President Nixon and his aide John Dean now appear to be at odds over the Watergate bugging case. Without White House approval, Dean issued a statement saying that he will not become a scapegoat in the case. Press secretary Ron Ziegler conceded that neither he nor the President knew about Dean's statement until after it was issued.Numerous new indictments are expected in the Watergate affair. Attorney General Richard Kleindienst announced that he is withdrawing from the case because of personal and professional relations with some of those involved in the bugging. Indications are that he is referring to former Attorney General John Mitchell, who along with Dean is implicated in the bugging and its cover-up. Former deputy campaign director Jeb Magruder reportedly told of a meeting with Mitchell, Dean and G. Gordon Liddy in which plans for bugging the Watergate were approved. Magruder is also said to have talked about Mitchell's and Dean's bribery of the convicted Watergate defendants so that they would not name others involved in the case. Mitchell denied Magruder's charges.
Attorney Peter Wolf claims that he has a client who possessed documents taken from the White House desk of E. Howard Hunt -- documents which included plans to bug the Watergate. Wolf says that despite his advice to expose those documents, his client returned the documents to the Nixon campaign organization shortly before election day. Wolf claims that he told prosecuting attorney Earl Silbert of the documents, but Silbert disregarded them. Silbert denied Wolf's story.
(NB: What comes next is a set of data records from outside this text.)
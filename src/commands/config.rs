use crate::cli::ConfigCommands;
use crate::config::Context;
use anyhow::Result;

pub fn handle(ctx: &Context, command: ConfigCommands) -> Result<()> {
    match command {
        ConfigCommands::Show => {
            let mut config = ctx.config.clone();
            config.base_url = ctx.base_url();
            config.valid_password = mask(&config.valid_password);
            config.invalid_password = mask(&config.invalid_password);
            print!("{}", toml::to_string_pretty(&config)?);
        }
        ConfigCommands::Path => {
            println!("{}", ctx.config_path()?.display());
        }
    }
    Ok(())
}

fn mask(secret: &str) -> String {
    if secret.is_empty() {
        String::new()
    } else {
        "********".to_string()
    }
}
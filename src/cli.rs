use clap::{Args, Parser, Subcommand, ValueEnum};
use std::path::PathBuf;

#[derive(Parser)]
#[command(name = "petfriends")]
#[command(author, version, about = "Seed fixtures and run single calls against the PetFriends API")]
#[command(propagate_version = true)]
pub struct Cli {
    /// Config file (defaults to the platform config directory)
    #[arg(long, global = true)]
    pub config: Option<PathBuf>,

    /// Override the service base URL
    #[arg(long, global = true)]
    pub base_url: Option<String>,

    /// Output format
    #[arg(long, global = true, value_enum)]
    pub format: Option<OutputFormat>,

    /// Log every request
    #[arg(short, long, global = true)]
    pub verbose: bool,

    #[command(subcommand)]
    pub command: Commands,
}

#[derive(Subcommand)]
pub enum Commands {
    /// Request an auth key
    Key(KeyArgs),

    /// List pets
    List {
        /// Only pets owned by the test account
        #[arg(long)]
        mine: bool,
    },

    /// Add a pet with a photo
    Add {
        #[command(flatten)]
        pet: PetArgs,

        /// Photo to upload
        #[arg(long)]
        photo: PathBuf,
    },

    /// Add a pet without a photo
    Create(PetArgs),

    /// Update a pet's name, type and age
    Update {
        /// Pet ID
        pet_id: String,

        #[command(flatten)]
        pet: PetArgs,
    },

    /// Delete a pet
    Delete {
        /// Pet ID
        pet_id: String,
    },

    /// Set a pet's photo
    Photo {
        /// Pet ID
        pet_id: String,

        /// Photo to upload
        #[arg(long)]
        photo: PathBuf,
    },

    /// Make sure the test account owns at least one pet
    Seed,

    /// Inspect configuration
    #[command(subcommand)]
    Config(ConfigCommands),
}

#[derive(Args, Clone)]
pub struct KeyArgs {
    /// Email (defaults to the configured valid email)
    #[arg(long)]
    pub email: Option<String>,

    /// Password (defaults to the configured valid password)
    #[arg(long)]
    pub password: Option<String>,
}

#[derive(Args, Clone)]
pub struct PetArgs {
    /// Pet name
    #[arg(long, default_value = "")]
    pub name: String,

    /// Animal type
    #[arg(long, default_value = "")]
    pub animal_type: String,

    /// Age (sent as text)
    #[arg(long, default_value = "", allow_hyphen_values = true)]
    pub age: String,
}

#[derive(Subcommand, Clone)]
pub enum ConfigCommands {
    /// Print the effective configuration
    Show,
    /// Print the config file path
    Path,
}

#[derive(Clone, Copy, Debug, Default, PartialEq, Eq, ValueEnum)]
pub enum OutputFormat {
    #[default]
    Table,
    Json,
}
E. Howard Hunt and G. Gordon Liddy reappeared in Washington court today, Hunt to give testimony to the grand jury, Liddy to confer with attorneys. Former Nixon appointments secretary Dwight Chapin is also back in DC. Chapin refused comment on the case, including any comment on whether he hired Donald Segretti to spy on Democrats. Herbert Kalmbach, President Nixon's personal attorney who reportedly paid off the saboteurs on Chapin's instructions, was interviewed by Earl Silbert today.
Aides to Senator Lowell Weicker claim that Weicker's safe, which contains files on the Senator's own investigation of the Watergate case, was opened during the night. No documents are missing.